# Component to run a PySpark Transformation
Data preparation using PySpark on Cloud Dataproc. Download a BigQuery Table using the BigQuery Storage API connector, and write the output to csv files on Google Cloud Storage. 

The [submit_pyspark_job](https://github.com/kubeflow/pipelines/tree/master/components/gcp/dataproc/submit_pyspark_job) component creates a PySpark job from the [Dataproc submit job REST API](https://cloud.google.com/dataproc/docs/reference/rest/v1/projects.regions.jobs/submit).

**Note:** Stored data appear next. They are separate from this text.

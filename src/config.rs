//! TOML configuration parsing and validation.
//!
//! Secrets never live in the config file. The channel gateway token, the
//! control-surface API token and S3 credentials are read from environment
//! variables (optionally loaded from a `.env` file by the binary).

use anyhow::{Context, Result};
use serde::Deserialize;
use std::path::{Path, PathBuf};

/// Environment variable holding the channel gateway bearer token.
pub const CHANNEL_TOKEN_ENV: &str = "ESTATE_CHANNEL_TOKEN";
/// Environment variable holding the control-surface bearer token.
pub const API_TOKEN_ENV: &str = "ESTATE_API_TOKEN";

#[derive(Debug, Deserialize, Clone)]
pub struct Config {
    pub db: DbConfig,
    pub channel: ChannelConfig,
    pub storage: StorageConfig,
    #[serde(default)]
    pub sync: SyncConfig,
    #[serde(default)]
    pub extraction: ExtractionConfig,
    #[serde(default)]
    pub server: ServerConfig,
}

#[derive(Debug, Deserialize, Clone)]
pub struct DbConfig {
    pub path: PathBuf,
}

#[derive(Debug, Deserialize, Clone)]
pub struct ChannelConfig {
    /// Public handle of the tracked channel, with or without a leading `@`.
    pub handle: String,
    #[serde(default = "default_gateway_url")]
    pub gateway_url: String,
    #[serde(default = "default_request_timeout_secs")]
    pub timeout_secs: u64,
    #[serde(default = "default_page_size")]
    pub page_size: usize,
}

fn default_gateway_url() -> String {
    "http://127.0.0.1:8700".to_string()
}
fn default_request_timeout_secs() -> u64 {
    30
}
fn default_page_size() -> usize {
    100
}

impl ChannelConfig {
    /// The handle without the leading `@`.
    pub fn normalized_handle(&self) -> String {
        self.handle.trim().trim_start_matches('@').to_string()
    }
}

#[derive(Debug, Deserialize, Clone)]
pub struct StorageConfig {
    #[serde(default = "default_storage_backend")]
    pub backend: String,
    #[serde(default = "default_bucket")]
    pub bucket: String,
    /// Local directory for the `fs` backend.
    #[serde(default)]
    pub root: Option<PathBuf>,
    /// Base URL under which stored objects are publicly reachable.
    #[serde(default)]
    pub public_base_url: Option<String>,
    #[serde(default)]
    pub region: Option<String>,
    /// Custom endpoint for S3-compatible services (MinIO, R2, Supabase).
    #[serde(default)]
    pub endpoint_url: Option<String>,
}

fn default_storage_backend() -> String {
    "fs".to_string()
}
fn default_bucket() -> String {
    "listing-images".to_string()
}

#[derive(Debug, Deserialize, Clone)]
pub struct SyncConfig {
    #[serde(default = "default_backfill_days")]
    pub backfill_days: i64,
    #[serde(default = "default_check_batch_size")]
    pub check_batch_size: usize,
    #[serde(default = "default_guard_ratio")]
    pub guard_max_missing_ratio: f64,
    #[serde(default = "default_guard_min")]
    pub guard_min_listings: usize,
    #[serde(default = "default_true")]
    pub extract_after_sync: bool,
}

impl Default for SyncConfig {
    fn default() -> Self {
        Self {
            backfill_days: default_backfill_days(),
            check_batch_size: default_check_batch_size(),
            guard_max_missing_ratio: default_guard_ratio(),
            guard_min_listings: default_guard_min(),
            extract_after_sync: true,
        }
    }
}

fn default_backfill_days() -> i64 {
    90
}
fn default_check_batch_size() -> usize {
    100
}
fn default_guard_ratio() -> f64 {
    0.6
}
fn default_guard_min() -> usize {
    20
}
fn default_true() -> bool {
    true
}

#[derive(Debug, Deserialize, Clone)]
pub struct ExtractionConfig {
    #[serde(default = "default_extraction_batch")]
    pub batch_size: usize,
    /// Stored prices below this are treated as under-detected and replaced.
    #[serde(default = "default_min_plausible_price")]
    pub min_plausible_price: f64,
}

impl Default for ExtractionConfig {
    fn default() -> Self {
        Self {
            batch_size: default_extraction_batch(),
            min_plausible_price: default_min_plausible_price(),
        }
    }
}

fn default_extraction_batch() -> usize {
    500
}
fn default_min_plausible_price() -> f64 {
    1000.0
}

#[derive(Debug, Deserialize, Clone)]
pub struct ServerConfig {
    #[serde(default = "default_bind")]
    pub bind: String,
}

impl Default for ServerConfig {
    fn default() -> Self {
        Self {
            bind: default_bind(),
        }
    }
}

fn default_bind() -> String {
    "127.0.0.1:7340".to_string()
}

pub fn load_config(path: &Path) -> Result<Config> {
    let content = std::fs::read_to_string(path)
        .with_context(|| format!("Failed to read config file: {}", path.display()))?;

    let config: Config = toml::from_str(&content).with_context(|| "Failed to parse config file")?;
    validate(&config)?;
    Ok(config)
}

pub fn validate(config: &Config) -> Result<()> {
    if config.channel.normalized_handle().is_empty() {
        anyhow::bail!("channel.handle must not be empty");
    }
    if config.channel.page_size == 0 {
        anyhow::bail!("channel.page_size must be > 0");
    }

    // Validate sync
    if config.sync.backfill_days <= 0 {
        anyhow::bail!("sync.backfill_days must be > 0");
    }
    if config.sync.check_batch_size == 0 {
        anyhow::bail!("sync.check_batch_size must be > 0");
    }
    let ratio = config.sync.guard_max_missing_ratio;
    if !(ratio > 0.0 && ratio <= 1.0) {
        anyhow::bail!("sync.guard_max_missing_ratio must be in (0.0, 1.0]");
    }

    if config.extraction.batch_size == 0 {
        anyhow::bail!("extraction.batch_size must be > 0");
    }

    // Validate storage
    match config.storage.backend.as_str() {
        "fs" => {
            if config.storage.root.is_none() {
                anyhow::bail!("storage.root must be set when backend is 'fs'");
            }
        }
        "s3" => {
            if config.storage.region.is_none() {
                anyhow::bail!("storage.region must be set when backend is 's3'");
            }
        }
        other => anyhow::bail!("Unknown storage backend: '{}'. Must be fs or s3.", other),
    }
    if config.storage.bucket.trim().is_empty() {
        anyhow::bail!("storage.bucket must not be empty");
    }

    Ok(())
}

/// Read a required secret from the environment.
pub fn require_env(name: &str) -> Result<String> {
    let value = std::env::var(name).with_context(|| format!("Missing env var {}", name))?;
    let value = value.trim().to_string();
    if value.is_empty() {
        anyhow::bail!("Env var {} is empty", name);
    }
    Ok(value)
}
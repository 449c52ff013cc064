//! S3-compatible object storage.
//!
//! Uploads and removes objects with the S3 REST API and AWS Signature V4.
//! Works against AWS itself and S3-compatible services (MinIO, R2, the
//! Supabase storage S3 endpoint) through `endpoint_url`.
//!
//! # Configuration
//!
//! ```toml
//! [storage]
//! backend = "s3"
//! bucket = "listing-images"
//! region = "eu-central-1"
//! # endpoint_url = "http://localhost:9000"   # MinIO, path-style addressing
//! # public_base_url = "https://cdn.example.com"
//! ```
//!
//! Credentials come from `AWS_ACCESS_KEY_ID`, `AWS_SECRET_ACCESS_KEY` and
//! optionally `AWS_SESSION_TOKEN`.

use async_trait::async_trait;
use chrono::Utc;
use hmac::{Hmac, Mac};
use sha2::{Digest, Sha256};
use tracing::debug;

use crate::config::StorageConfig;
use crate::error::StorageError;
use crate::storage::ObjectStore;

type HmacSha256 = Hmac<Sha256>;

/// AWS credentials loaded from environment variables.
struct AwsCredentials {
    access_key_id: String,
    secret_access_key: String,
    session_token: Option<String>,
}

impl AwsCredentials {
    fn from_env() -> Result<Self, StorageError> {
        let access_key_id = std::env::var("AWS_ACCESS_KEY_ID")
            .map_err(|_| StorageError::Credentials("AWS_ACCESS_KEY_ID not set".into()))?;
        let secret_access_key = std::env::var("AWS_SECRET_ACCESS_KEY")
            .map_err(|_| StorageError::Credentials("AWS_SECRET_ACCESS_KEY not set".into()))?;
        let session_token = std::env::var("AWS_SESSION_TOKEN").ok();

        Ok(Self {
            access_key_id,
            secret_access_key,
            session_token,
        })
    }
}

pub struct S3ObjectStore {
    bucket: String,
    region: String,
    /// `(scheme, host)` of a custom endpoint; path-style addressing when set.
    endpoint: Option<(String, String)>,
    public_base_url: Option<String>,
    creds: AwsCredentials,
    http: reqwest::Client,
}

impl S3ObjectStore {
    pub fn from_config(config: &StorageConfig) -> Result<Self, StorageError> {
        let region = config
            .region
            .clone()
            .ok_or_else(|| StorageError::Credentials("storage.region not set".into()))?;
        Ok(Self {
            bucket: config.bucket.clone(),
            region,
            endpoint: config.endpoint_url.as_deref().map(split_endpoint),
            public_base_url: config
                .public_base_url
                .as_ref()
                .map(|u| u.trim_end_matches('/').to_string()),
            creds: AwsCredentials::from_env()?,
            http: reqwest::Client::new(),
        })
    }

    /// Host, URL and canonical URI for an object key.
    fn locate(&self, bucket: &str, key: &str) -> (String, String, String) {
        let encoded_key = key.split('/').map(uri_encode).collect::<Vec<_>>().join("/");
        match &self.endpoint {
            Some((scheme, host)) => {
                let canonical_uri = format!("/{}/{}", bucket, encoded_key);
                let url = format!("{}://{}{}", scheme, host, canonical_uri);
                (host.clone(), url, canonical_uri)
            }
            None => {
                let host = format!("{}.s3.{}.amazonaws.com", bucket, self.region);
                let canonical_uri = format!("/{}", encoded_key);
                let url = format!("https://{}{}", host, canonical_uri);
                (host, url, canonical_uri)
            }
        }
    }

    /// Build a SigV4-signed request for a single object.
    fn signed_request(
        &self,
        method: reqwest::Method,
        bucket: &str,
        key: &str,
        payload: &[u8],
        content_type: Option<&str>,
    ) -> reqwest::RequestBuilder {
        let (host, url, canonical_uri) = self.locate(bucket, key);

        let now = Utc::now();
        let date_stamp = now.format("%Y%m%d").to_string();
        let amz_date = now.format("%Y%m%dT%H%M%SZ").to_string();
        let payload_hash = hex_sha256(payload);

        let mut headers = vec![
            ("host".to_string(), host),
            ("x-amz-content-sha256".to_string(), payload_hash.clone()),
            ("x-amz-date".to_string(), amz_date.clone()),
        ];
        if let Some(ct) = content_type {
            headers.push(("content-type".to_string(), ct.to_string()));
        }
        if let Some(ref token) = self.creds.session_token {
            headers.push(("x-amz-security-token".to_string(), token.clone()));
        }
        headers.sort_by(|a, b| a.0.cmp(&b.0));

        let signed_headers: String = headers
            .iter()
            .map(|(k, _)| k.as_str())
            .collect::<Vec<_>>()
            .join(";");
        let canonical_headers: String = headers
            .iter()
            .map(|(k, v)| format!("{}:{}\n", k, v))
            .collect();

        let canonical_request = format!(
            "{}\n{}\n\n{}\n{}\n{}",
            method.as_str(),
            canonical_uri,
            canonical_headers,
            signed_headers,
            payload_hash
        );

        let credential_scope = format!("{}/{}/s3/aws4_request", date_stamp, self.region);
        let string_to_sign = format!(
            "AWS4-HMAC-SHA256\n{}\n{}\n{}",
            amz_date,
            credential_scope,
            hex_sha256(canonical_request.as_bytes())
        );
        let signing_key =
            derive_signing_key(&self.creds.secret_access_key, &date_stamp, &self.region, "s3");
        let signature = hex_hmac_sha256(&signing_key, string_to_sign.as_bytes());

        let authorization = format!(
            "AWS4-HMAC-SHA256 Credential={}/{}, SignedHeaders={}, Signature={}",
            self.creds.access_key_id, credential_scope, signed_headers, signature
        );

        let mut req = self
            .http
            .request(method, &url)
            .header("Authorization", authorization)
            .header("x-amz-content-sha256", payload_hash)
            .header("x-amz-date", amz_date);
        if let Some(ct) = content_type {
            req = req.header("Content-Type", ct);
        }
        if let Some(ref token) = self.creds.session_token {
            req = req.header("x-amz-security-token", token);
        }
        req
    }
}

#[async_trait]
impl ObjectStore for S3ObjectStore {
    fn default_bucket(&self) -> &str {
        &self.bucket
    }

    async fn put(
        &self,
        bucket: &str,
        path: &str,
        bytes: &[u8],
        content_type: &str,
    ) -> Result<(), StorageError> {
        let resp = self
            .signed_request(reqwest::Method::PUT, bucket, path, bytes, Some(content_type))
            .body(bytes.to_vec())
            .send()
            .await?;
        if !resp.status().is_success() {
            return Err(StorageError::Status {
                status: resp.status().as_u16(),
                path: format!("{}/{}", bucket, path),
            });
        }
        debug!(bucket, path, size = bytes.len(), "uploaded object");
        Ok(())
    }

    fn public_url(&self, bucket: &str, path: &str) -> String {
        if let Some(ref base) = self.public_base_url {
            return format!("{}/{}/{}", base, bucket, path);
        }
        self.locate(bucket, path).1
    }

    async fn remove(&self, bucket: &str, paths: &[String]) -> Result<(), StorageError> {
        for path in paths {
            let resp = self
                .signed_request(reqwest::Method::DELETE, bucket, path, b"", None)
                .send()
                .await?;
            // S3 answers 204 for deletes, including of missing keys
            if !resp.status().is_success() && resp.status() != reqwest::StatusCode::NOT_FOUND {
                return Err(StorageError::Status {
                    status: resp.status().as_u16(),
                    path: format!("{}/{}", bucket, path),
                });
            }
        }
        Ok(())
    }
}

// ============ AWS SigV4 Helpers ============

fn split_endpoint(endpoint: &str) -> (String, String) {
    let (scheme, rest) = match endpoint.split_once("://") {
        Some((scheme, rest)) => (scheme.to_string(), rest),
        None => ("https".to_string(), endpoint),
    };
    (scheme, rest.trim_end_matches('/').to_string())
}

/// Compute the hex-encoded SHA-256 hash of data.
fn hex_sha256(data: &[u8]) -> String {
    let mut hasher = Sha256::new();
    hasher.update(data);
    hex::encode(hasher.finalize())
}

fn hmac_sha256(key: &[u8], data: &[u8]) -> Vec<u8> {
    let mut mac = HmacSha256::new_from_slice(key).expect("HMAC can take key of any size");
    mac.update(data);
    mac.finalize().into_bytes().to_vec()
}

fn hex_hmac_sha256(key: &[u8], data: &[u8]) -> String {
    hex::encode(hmac_sha256(key, data))
}

/// Derive the AWS SigV4 signing key for a given date, region, and service.
///
/// ```text
/// kDate    = HMAC("AWS4" + secret, dateStamp)
/// kRegion  = HMAC(kDate, region)
/// kService = HMAC(kRegion, service)
/// kSigning = HMAC(kService, "aws4_request")
/// ```
fn derive_signing_key(secret_key: &str, date_stamp: &str, region: &str, service: &str) -> Vec<u8> {
    let k_date = hmac_sha256(
        format!("AWS4{}", secret_key).as_bytes(),
        date_stamp.as_bytes(),
    );
    let k_region = hmac_sha256(&k_date, region.as_bytes());
    let k_service = hmac_sha256(&k_region, service.as_bytes());
    hmac_sha256(&k_service, b"aws4_request")
}

/// URI-encode a path segment per RFC 3986.
fn uri_encode(s: &str) -> String {
    let mut result = String::new();
    for byte in s.bytes() {
        match byte {
            b'A'..=b'Z' | b'a'..=b'z' | b'0'..=b'9' | b'-' | b'_' | b'.' | b'~' => {
                result.push(byte as char);
            }
            _ => {
                result.push_str(&format!("%{:02X}", byte));
            }
        }
    }
    result
}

# Details on the submit_pyspark component arguments

### pyspark_submit component arguments
| Argument | Description | Optional | Data type | Accepted values | Default |
|----------------------|------------|----------|--------------|-----------------|---------|
| project_id | The ID of the Google Cloud Platform (GCP) project that the cluster belongs to. | No | GCPProjectID |  |  |
| region | The Cloud Dataproc region to handle the request. | No | GCPRegion |  |  |
| cluster_name | The name of the cluster to run the job. | No | String |  |  |
| main_python_file_uri | The HCFS URI of the Python file to use as the driver. This must be a .py file. | No | GCSPath |  |  |
| args | The arguments to pass to the driver. See below | Yes | List |  | None |
| pyspark_job | The payload of a [PySparkJob](https://cloud.google.com/dataproc/docs/reference/rest/v1/PySparkJob). | Yes | Dict |  | None |
| job | The payload of a [Dataproc job](https://cloud.google.com/dataproc/docs/reference/rest/v1/projects.regions.jobs). | Yes | Dict |  | None |

### driver program args 
| Argument | Description | Optional | Data type | Accepted values | Default |
|----------------------|------------|----------|--------------|-----------------|---------|
| tableProjectID | The ID of the Google Cloud Platform (GCP) projec that the table belong to | No | GCPProjectID | |
| table | The name of the BigQuery table to download | No | String | |
| dataset | The name of the BigQuery dataset to download the table from | No | String | |
| output | The output file name and location. gs://bucket/output/file.csv | No | String | |


### Output
Name | Description | Type
:--- | :---------- | :---
job_id | The ID of the created job. | String


# Setup & requirements for a test

To run the pipeline, you must:
*   Set up a GCP project by following this [guide](https://cloud.google.com/dataproc/docs/guides/setup-project).
*   [Create a new cluster](https://cloud.google.com/dataproc/docs/guides/create-cluster).
*   Create a Google Cloud Storage bucket, to hold your dependencies and out. Follow this [guide](https://cloud.google.com/storage/docs/creating-buckets).
*   Grant the Kubeflow user service account the role `roles/dataproc.editor` on the project.
*   Grant the [default compute service account](https://cloud.google.com/dataproc/docs/concepts/configuring-clusters/service-accounts), used by DataProc, the role of `roles/bigquery.user`. This is the `[project-number]-compute@developer.gserviceaccount.com` service account.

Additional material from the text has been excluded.